• **TASK DESCRIPTION**:
Word for word, restate every line of the listing that follows.

ENTRIES SUPPLIED Start Marker

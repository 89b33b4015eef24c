//! Range normalizer: canonical trees, permutation independence and the
//! differential check against the naive oracle.

use annotext::{Annotation, Element, Node, Schema, Tree, normalize};
use annotext_naive_oracle as oracle;
use proptest::collection::vec;
use proptest::prelude::*;

fn kinds(nodes: &[Node]) -> Vec<String> {
    nodes
        .iter()
        .map(|node| match node {
            Node::Element(element) => format!("{}({})", element.kind, element.text()),
            Node::Text(text) => format!("{:?}", text.text),
        })
        .collect()
}

#[test]
fn test_list_document_tree() {
    let content = [
        "I have a list:",
        "First item plus bold text",
        "Second item plus italic text",
        "Item 2a",
        "Item 2b",
        "After all the lists",
    ]
    .concat();
    let annotations = vec![
        Annotation::new("paragraph", 0, 14),
        Annotation::new("bold", 30, 34),
        Annotation::new("italic", 56, 62),
        Annotation::new("ordered-list", 14, 81),
        Annotation::new("list-item", 14, 39),
        Annotation::new("list-item", 39, 81),
        Annotation::new("unordered-list", 67, 81),
        Annotation::new("list-item", 67, 74),
        Annotation::new("list-item", 74, 81),
        Annotation::new("paragraph", 81, 100),
    ];
    let tree = normalize(&content, &annotations, &Schema::commonmark()).unwrap();
    assert_eq!(
        kinds(tree.children()),
        vec![
            "paragraph(I have a list:)",
            "ordered-list(First item plus bold textSecond item plus italic textItem 2aItem 2b)",
            "paragraph(After all the lists)",
        ]
    );

    let Node::Element(list) = &tree.children()[1] else {
        panic!("Expected list element");
    };
    let second: Vec<&Element> = list.elements().collect();
    assert_eq!(second.len(), 2);
    assert_eq!(
        kinds(&second[1].children),
        vec![
            "\"Second item plus \"",
            "italic(italic)",
            "\" text\"",
            "unordered-list(Item 2aItem 2b)",
        ]
    );
    assert_eq!((second[1].start, second[1].end), (39, 81));
}

#[test]
fn test_split_nodes_keep_their_attributes() {
    let annotations = vec![
        Annotation::new("link", 0, 6).with_attribute("url", "https://a.example"),
        Annotation::new("bold", 3, 9),
    ];
    let tree = normalize("abcdefghi", &annotations, &Schema::commonmark()).unwrap();
    let json = tree.to_json().unwrap();
    let children = json["root"]["children"].as_array().unwrap();
    assert_eq!(children.len(), 2);
    assert_eq!(children[0]["type"], "link");
    assert_eq!(children[0]["children"][1]["type"], "bold");
    assert_eq!(children[1]["type"], "bold");
    assert_eq!(children[1]["start"], 6);
}

#[test]
fn test_rank_override_changes_nesting() {
    let annotations = vec![Annotation::new("bold", 0, 3), Annotation::new("code", 0, 3)];
    let default = normalize("abc", &annotations, &Schema::commonmark()).unwrap();
    assert_eq!(kinds(default.children()), vec!["bold(abc)"]);

    let mut schema = Schema::commonmark();
    schema.set_rank("bold", 99);
    let overridden = normalize("abc", &annotations, &schema).unwrap();
    assert_eq!(kinds(overridden.children()), vec!["code(abc)"]);
    assert_ne!(default, overridden);
}

#[test]
fn test_duplicate_annotations_nest() {
    let annotations = vec![Annotation::new("comment", 0, 2), Annotation::new("comment", 0, 2)];
    let tree = normalize("ab", &annotations, &Schema::commonmark()).unwrap();
    let Node::Element(outer) = &tree.children()[0] else {
        panic!("Expected element");
    };
    assert_eq!(kinds(&outer.children), vec!["comment(ab)"]);
}

#[test]
fn test_empty_list_item_is_a_sibling() {
    let annotations = vec![
        Annotation::new("unordered-list", 0, 1),
        Annotation::new("list-item", 0, 0),
        Annotation::new("list-item", 0, 1),
    ];
    let tree = normalize("a", &annotations, &Schema::commonmark()).unwrap();
    let Node::Element(list) = &tree.children()[0] else {
        panic!("Expected list element");
    };
    assert_eq!(kinds(&list.children), vec!["list-item()", "list-item(a)"]);
}

#[test]
fn test_trailing_empty_list_item_stays_in_its_list() {
    let annotations = vec![
        Annotation::new("unordered-list", 0, 1),
        Annotation::new("list-item", 0, 1),
        Annotation::new("list-item", 1, 1),
    ];
    let tree = normalize("a", &annotations, &Schema::commonmark()).unwrap();
    assert_eq!(tree.children().len(), 1);
    let Node::Element(list) = &tree.children()[0] else {
        panic!("Expected list element");
    };
    assert_eq!(kinds(&list.children), vec!["list-item(a)", "list-item()"]);
}

fn kind_strategy() -> impl Strategy<Value = &'static str> {
    prop_oneof![
        Just("paragraph"),
        Just("blockquote"),
        Just("list-item"),
        Just("bold"),
        Just("italic"),
        Just("link"),
        Just("code"),
        Just("comment"),
        Just("parse-token"),
    ]
}

fn case_strategy() -> impl Strategy<Value = (String, Vec<Annotation>)> {
    "[a-c \n]{0,16}".prop_flat_map(|content| {
        let len = content.chars().count();
        let annotation = (kind_strategy(), 0..=len, 0..=len, 0u8..3).prop_map(
            |(kind, a, b, attribute)| {
                let annotation = Annotation::new(kind, a.min(b), a.max(b));
                if attribute == 0 {
                    annotation
                } else {
                    annotation.with_attribute("n", attribute)
                }
            },
        );
        (Just(content), vec(annotation, 0..10))
    })
}

fn shuffled_case_strategy() -> impl Strategy<Value = (String, Vec<Annotation>, Vec<Annotation>)> {
    case_strategy().prop_flat_map(|(content, annotations)| {
        (
            Just(content),
            Just(annotations.clone()),
            Just(annotations).prop_shuffle(),
        )
    })
}

/// Children lie inside their parent and siblings do not overlap.
fn check_nesting(element: &Element) -> Result<(), TestCaseError> {
    let mut cursor = element.start;
    for child in &element.children {
        let (start, end) = match child {
            Node::Element(child) => {
                check_nesting(child)?;
                (child.start, child.end)
            }
            Node::Text(text) => (text.start, text.end),
        };
        prop_assert!(start <= end);
        prop_assert!(
            cursor <= start,
            "sibling at {} overlaps previous ending at {}",
            start,
            cursor
        );
        cursor = end;
    }
    prop_assert!(cursor <= element.end);
    Ok(())
}

fn visible_text(content: &str, annotations: &[Annotation]) -> String {
    content
        .chars()
        .enumerate()
        .filter(|(offset, _)| {
            !annotations
                .iter()
                .any(|a| a.is_parse_token() && a.start <= *offset && *offset < a.end)
        })
        .map(|(_, ch)| ch)
        .collect()
}

proptest! {
    #![proptest_config(ProptestConfig::with_cases(proptest_config::cases()))]

    #[test]
    fn prop_tree_is_independent_of_annotation_order(
        (content, annotations, shuffled) in shuffled_case_strategy()
    ) {
        let schema = Schema::commonmark();
        let a = normalize(&content, &annotations, &schema).unwrap();
        let b = normalize(&content, &shuffled, &schema).unwrap();
        prop_assert_eq!(a, b);
    }

    #[test]
    fn prop_tree_is_strictly_nested((content, annotations) in case_strategy()) {
        let tree: Tree = normalize(&content, &annotations, &Schema::commonmark()).unwrap();
        check_nesting(&tree.root)?;
        prop_assert_eq!(tree.text(), visible_text(&content, &annotations));
    }

    #[test]
    fn differential_test_text_paths((content, annotations) in case_strategy()) {
        let schema = Schema::commonmark();
        let tree = normalize(&content, &annotations, &schema).unwrap();
        let expected = oracle::text_paths(&content, &annotations, &schema);
        prop_assert_eq!(tree.text_paths(), expected, "normalizer should match the naive oracle");
    }
}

ENTRIES SUPPLIED End Marker

• **EXERCISE RESULT**:
repository 89b33b4015eef24c
//! Range normalizer: canonical trees, permutation independence and the
//! differential check against the naive oracle.

use annotext::{Annotation, Element, Node, Schema, Tree, normalize};
use annotext_naive_oracle as oracle;
use proptest::collection::vec;
use proptest::prelude::*;

fn kinds(nodes: &[Node]) -> Vec<String> {
    nodes
        .iter()
        .map(|node| match node {
            Node::Element(element) => format!("{}({})", element.kind, element.text()),
            Node::Text(text) => format!("{:?}", text.text),
        })
        .collect()
}

#[test]
fn test_list_document_tree() {
    let content = [
        "I have a list:",
        "First item plus bold text",
        "Second item plus italic text",
        "Item 2a",
        "Item 2b",
        "After all the lists",
    ]
    .concat();
    let annotations = vec![
        Annotation::new("paragraph", 0, 14),
        Annotation::new("bold", 30, 34),
        Annotation::new("italic", 56, 62),
        Annotation::new("ordered-list", 14, 81),
        Annotation::new("list-item", 14, 39),
        Annotation::new("list-item", 39, 81),
        Annotation::new("unordered-list", 67, 81),
        Annotation::new("list-item", 67, 74),
        Annotation::new("list-item", 74, 81),
        Annotation::new("paragraph", 81, 100),
    ];
    let tree = normalize(&content, &annotations, &Schema::commonmark()).unwrap();
    assert_eq!(
        kinds(tree.children()),
        vec![
            "paragraph(I have a list:)",
            "ordered-list(First item plus bold textSecond item plus italic textItem 2aItem 2b)",
            "paragraph(After all the lists)",
        ]
    );

    let Node::Element(list) = &tree.children()[1] else {
        panic!("Expected list element");
    };
    let second: Vec<&Element> = list.elements().collect();
    assert_eq!(second.len(), 2);
    assert_eq!(
        kinds(&second[1].children),
        vec![
            "\"Second item plus \"",
            "italic(italic)",
            "\" text\"",
            "unordered-list(Item 2aItem 2b)",
        ]
    );
    assert_eq!((second[1].start, second[1].end), (39, 81));
}

#[test]
fn test_split_nodes_keep_their_attributes() {
    let annotations = vec![
        Annotation::new("link", 0, 6).with_attribute("url", "https://a.example"),
        Annotation::new("bold", 3, 9),
    ];
    let tree = normalize("abcdefghi", &annotations, &Schema::commonmark()).unwrap();
    let json = tree.to_json().unwrap();
    let children = json["root"]["children"].as_array().unwrap();
    assert_eq!(children.len(), 2);
    assert_eq!(children[0]["type"], "link");
    assert_eq!(children[0]["children"][1]["type"], "bold");
    assert_eq!(children[1]["type"], "bold");
    assert_eq!(children[1]["start"], 6);
}

#[test]
fn test_rank_override_changes_nesting() {
    let annotations = vec![Annotation::new("bold", 0, 3), Annotation::new("code", 0, 3)];
    let default = normalize("abc", &annotations, &Schema::commonmark()).unwrap();
    assert_eq!(kinds(default.children()), vec!["bold(abc)"]);

    let mut schema = Schema::commonmark();
    schema.set_rank("bold", 99);
    let overridden = normalize("abc", &annotations, &schema).unwrap();
    assert_eq!(kinds(overridden.children()), vec!["code(abc)"]);
    assert_ne!(default, overridden);
}

#[test]
fn test_duplicate_annotations_nest() {
    let annotations = vec![Annotation::new("comment", 0, 2), Annotation::new("comment", 0, 2)];
    let tree = normalize("ab", &annotations, &Schema::commonmark()).unwrap();
    let Node::Element(outer) = &tree.children()[0] else {
        panic!("Expected element");
    };
    assert_eq!(kinds(&outer.children), vec!["comment(ab)"]);
}

#[test]
fn test_empty_list_item_is_a_sibling() {
    let annotations = vec![
        Annotation::new("unordered-list", 0, 1),
        Annotation::new("list-item", 0, 0),
        Annotation::new("list-item", 0, 1),
    ];
    let tree = normalize("a", &annotations, &Schema::commonmark()).unwrap();
    let Node::Element(list) = &tree.children()[0] else {
        panic!("Expected list element");
    };
    assert_eq!(kinds(&list.children), vec!["list-item()", "list-item(a)"]);
}

#[test]
fn test_trailing_empty_list_item_stays_in_its_list() {
    let annotations = vec![
        Annotation::new("unordered-list", 0, 1),
        Annotation::new("list-item", 0, 1),
        Annotation::new("list-item", 1, 1),
    ];
    let tree = normalize("a", &annotations, &Schema::commonmark()).unwrap();
    assert_eq!(tree.children().len(), 1);
    let Node::Element(list) = &tree.children()[0] else {
        panic!("Expected list element");
    };
    assert_eq!(kinds(&list.children), vec!["list-item(a)", "list-item()"]);
}

fn kind_strategy() -> impl Strategy<Value = &'static str> {
    prop_oneof![
        Just("paragraph"),
        Just("blockquote"),
        Just("list-item"),
        Just("bold"),
        Just("italic"),
        Just("link"),
        Just("code"),
        Just("comment"),
        Just("parse-token"),
    ]
}

fn case_strategy() -> impl Strategy<Value = (String, Vec<Annotation>)> {
    "[a-c \n]{0,16}".prop_flat_map(|content| {
        let len = content.chars().count();
        let annotation = (kind_strategy(), 0..=len, 0..=len, 0u8..3).prop_map(
            |(kind, a, b, attribute)| {
                let annotation = Annotation::new(kind, a.min(b), a.max(b));
                if attribute == 0 {
                    annotation
                } else {
                    annotation.with_attribute("n", attribute)
                }
            },
        );
        (Just(content), vec(annotation, 0..10))
    })
}

fn shuffled_case_strategy() -> impl Strategy<Value = (String, Vec<Annotation>, Vec<Annotation>)> {
    case_strategy().prop_flat_map(|(content, annotations)| {
        (
            Just(content),
            Just(annotations.clone()),
            Just(annotations).prop_shuffle(),
        )
    })
}

/// Children lie inside their parent and siblings do not overlap.
fn check_nesting(element: &Element) -> Result<(), TestCaseError> {
    let mut cursor = element.start;
    for child in &element.children {
        let (start, end) = match child {
            Node::Element(child) => {
                check_nesting(child)?;
                (child.start, child.end)
            }
            Node::Text(text) => (text.start, text.end),
        };
        prop_assert!(start <= end);
        prop_assert!(
            cursor <= start,
            "sibling at {} overlaps previous ending at {}",
            start,
            cursor
        );
        cursor = end;
    }
    prop_assert!(cursor <= element.end);
    Ok(())
}

fn visible_text(content: &str, annotations: &[Annotation]) -> String {
    content
        .chars()
        .enumerate()
        .filter(|(offset, _)| {
            !annotations
                .iter()
                .any(|a| a.is_parse_token() && a.start <= *offset && *offset < a.end)
        })
        .map(|(_, ch)| ch)
        .collect()
}

proptest! {
    #![proptest_config(ProptestConfig::with_cases(proptest_config::cases()))]

    #[test]
    fn prop_tree_is_independent_of_annotation_order(
        (content, annotations, shuffled) in shuffled_case_strategy()
    ) {
        let schema = Schema::commonmark();
        let a = normalize(&content, &annotations, &schema).unwrap();
        let b = normalize(&content, &shuffled, &schema).unwrap();
        prop_assert_eq!(a, b);
    }

    #[test]
    fn prop_tree_is_strictly_nested((content, annotations) in case_strategy()) {
        let tree: Tree = normalize(&content, &annotations, &Schema::commonmark()).unwrap();
        check_nesting(&tree.root)?;
        prop_assert_eq!(tree.text(), visible_text(&content, &annotations));
    }

    #[test]
    fn differential_test_text_paths((content, annotations) in case_strategy()) {
        let schema = Schema::commonmark();
        let tree = normalize(&content, &annotations, &schema).unwrap();
        let expected = oracle::text_paths(&content, &annotations, &schema);
        prop_assert_eq!(tree.text_paths(), expected, "normalizer should match the naive oracle");
    }
}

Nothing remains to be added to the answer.